Your goal – Once the line with "over a websocket." is found in the data, output it and each following line exactly, up to and including the line with "#[derive(Deserialize)]", and nothing before or after.

[Collected data]
_ _ _

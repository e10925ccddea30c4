#![forbid(unsafe_code)]

//! Minimal Engine.IO v4 / Socket.IO v5 text framing over a websocket.
//!
//! Only what a read-mostly subscriber needs: the open handshake, ping/pong,
//! namespace connect/disconnect and named events. Binary attachments are
//! rejected.

use std::time::Duration;

use serde::Deserialize;
use serde_json::Value;
use thiserror::Error;

#[derive(Debug, Error, Clone, PartialEq, Eq)]
pub enum SocketIoError {
	#[error("empty frame")]
	Empty,
	#[error("unknown engine.io packet type {0:?}")]
	UnknownEngineType(char),
	#[error("unknown socket.io packet type {0:?}")]
	UnknownPacketType(char),
	#[error("binary packets are not supported")]
	Binary,
	#[error("invalid handshake payload: {0}")]
	InvalidHandshake(String),
	#[error("invalid packet payload: {0}")]
	InvalidPayload(String),
}

/// Engine.IO `open` payload.
#[derive(Debug, Clone, PartialEq, Eq)]
pub struct OpenPacket {
	pub sid: String,
	pub ping_interval: Duration,
	pub ping_timeout: Duration,
}

#[derive(Deserialize)]
#[serde(rename_all = "camelCase")]
struct RawOpen {
	sid: String,
	#[serde(default = "default_ping_interval")]
	ping_interval: u64,
	#[serde(default = "default_ping_timeout")]
	ping_timeout: u64,
}

fn default_ping_interval() -> u64 {
	25_000
}

fn default_ping_timeout() -> u64 {
	20_000
}

#[derive(Debug, Clone, Copy, PartialEq, Eq)]
pub enum PacketKind {
	Connect,
	Disconnect,
	Event,
	Ack,
	ConnectError,
}

impl PacketKind {
	fn from_char(c: char) -> Result<Self, SocketIoError> {
		match c {
			'0' => Ok(Self::Connect),
			'1' => Ok(Self::Disconnect),
			'2' => Ok(Self::Event),
			'3' => Ok(Self::Ack),
			'4' => Ok(Self::ConnectError),
			'5' | '6' => Err(SocketIoError::Binary),
			other => Err(SocketIoError::UnknownPacketType(other)),
		}
	}

	fn as_char(self) -> char {
		match self {
			Self::Connect => '0',
			Self::Disconnect => '1',
			Self::Event => '2',
			Self::Ack => '3',
			Self::ConnectError => '4',
		}
	}
}

#[derive(Debug, Clone, PartialEq)]
pub struct SocketIoPacket {
	pub kind: PacketKind,
	pub namespace: String,
	pub ack_id: Option<u64>,
	pub data: Option<Value>,
}

impl SocketIoPacket {
	/// Parse the Socket.IO part of an Engine.IO `message` frame.
	pub fn parse(s: &str) -> Result<Self, SocketIoError> {
		let mut chars = s.chars();
		let kind = PacketKind::from_char(chars.next().ok_or(SocketIoError::Empty)?)?;
		let mut rest = chars.as_str();

		let mut namespace = "/".to_string();
		if rest.starts_with('/') {
			match rest.split_once(',') {
				Some((ns, after)) => {
					namespace = ns.to_string();
					rest = after;
				}
				None => {
					namespace = rest.to_string();
					rest = "";
				}
			}
		}

		let digits = rest.chars().take_while(char::is_ascii_digit).count();
		let ack_id = if digits > 0 {
			let id = rest[..digits]
				.parse::<u64>()
				.map_err(|e| SocketIoError::InvalidPayload(e.to_string()))?;
			rest = &rest[digits..];
			Some(id)
		} else {
			None
		};

		let data = if rest.trim().is_empty() {
			None
		} else {
			Some(serde_json::from_str(rest).map_err(|e| SocketIoError::InvalidPayload(e.to_string()))?)
		};

		Ok(Self {
			kind,
			namespace,
			ack_id,
			data,
		})
	}

	/// Event name and first argument. A missing argument is an empty object.
	pub fn event(&self) -> Option<(String, Value)> {
		if self.kind != PacketKind::Event {
			return None;
		}
		let mut items = match self.data.as_ref()? {
			Value::Array(items) => items.clone().into_iter(),
			_ => return None,
		};
		let name = match items.next()? {
			Value::String(name) => name,
			_ => return None,
		};
		let payload = items.next().unwrap_or_else(|| Value::Object(Default::default()));
		Some((name, payload))
	}

	/// Human-readable reason carried by a `CONNECT_ERROR` packet.
	pub fn error_message(&self) -> String {
		match &self.data {
			Some(Value::Object(map)) => map
				.get("message")
				.and_then(Value::as_str)
				.map(str::to_string)
				.unwrap_or_else(|| Value::Object(map.clone()).to_string()),
			Some(Value::String(s)) => s.clone(),
			Some(other) => other.to_string(),
			None => "connection refused".to_string(),
		}
	}
}

/// One decoded Engine.IO text frame.
#[derive(Debug, Clone, PartialEq)]
pub enum EngineFrame {
	Open(OpenPacket),
	Close,
	Ping,
	Pong,
	Message(SocketIoPacket),
	Upgrade,
	Noop,
}

impl EngineFrame {
	pub fn parse(s: &str) -> Result<Self, SocketIoError> {
		let mut chars = s.chars();
		let ty = chars.next().ok_or(SocketIoError::Empty)?;
		let rest = chars.as_str();
		match ty {
			'0' => {
				let raw: RawOpen =
					serde_json::from_str(rest).map_err(|e| SocketIoError::InvalidHandshake(e.to_string()))?;
				Ok(Self::Open(OpenPacket {
					sid: raw.sid,
					ping_interval: Duration::from_millis(raw.ping_interval),
					ping_timeout: Duration::from_millis(raw.ping_timeout),
				}))
			}
			'1' => Ok(Self::Close),
			'2' => Ok(Self::Ping),
			'3' => Ok(Self::Pong),
			'4' => Ok(Self::Message(SocketIoPacket::parse(rest)?)),
			'5' => Ok(Self::Upgrade),
			'6' => Ok(Self::Noop),
			other => Err(SocketIoError::UnknownEngineType(other)),
		}
	}
}

/// Engine.IO `pong` frame sent in answer to a server ping.
pub const PONG_FRAME: &str = "3";

fn namespace_prefix(namespace: &str) -> String {
	if namespace.is_empty() || namespace == "/" {
		String::new()
	} else {
		format!("{namespace},")
	}
}

/// `40/ns,`: join a namespace.
pub fn connect_packet(namespace: &str) -> String {
	format!("4{}{}", PacketKind::Connect.as_char(), namespace_prefix(namespace))
}

/// `41/ns,`: leave a namespace.
pub fn disconnect_packet(namespace: &str) -> String {
	format!("4{}{}", PacketKind::Disconnect.as_char(), namespace_prefix(namespace))
}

_ _ _

Solution to this problem –
//! Minimal Engine.IO v4 / Socket.IO v5 text framing over a websocket.
//!
//! Only what a read-mostly subscriber needs: the open handshake, ping/pong,
//! namespace connect/disconnect and named events. Binary attachments are
//! rejected.

use std::time::Duration;

use serde::Deserialize;
use serde_json::Value;
use thiserror::Error;

#[derive(Debug, Error, Clone, PartialEq, Eq)]
pub enum SocketIoError {
	#[error("empty frame")]
	Empty,
	#[error("unknown engine.io packet type {0:?}")]
	UnknownEngineType(char),
	#[error("unknown socket.io packet type {0:?}")]
	UnknownPacketType(char),
	#[error("binary packets are not supported")]
	Binary,
	#[error("invalid handshake payload: {0}")]
	InvalidHandshake(String),
	#[error("invalid packet payload: {0}")]
	InvalidPayload(String),
}

/// Engine.IO `open` payload.
#[derive(Debug, Clone, PartialEq, Eq)]
pub struct OpenPacket {
	pub sid: String,
	pub ping_interval: Duration,
	pub ping_timeout: Duration,
}

#[derive(Deserialize)]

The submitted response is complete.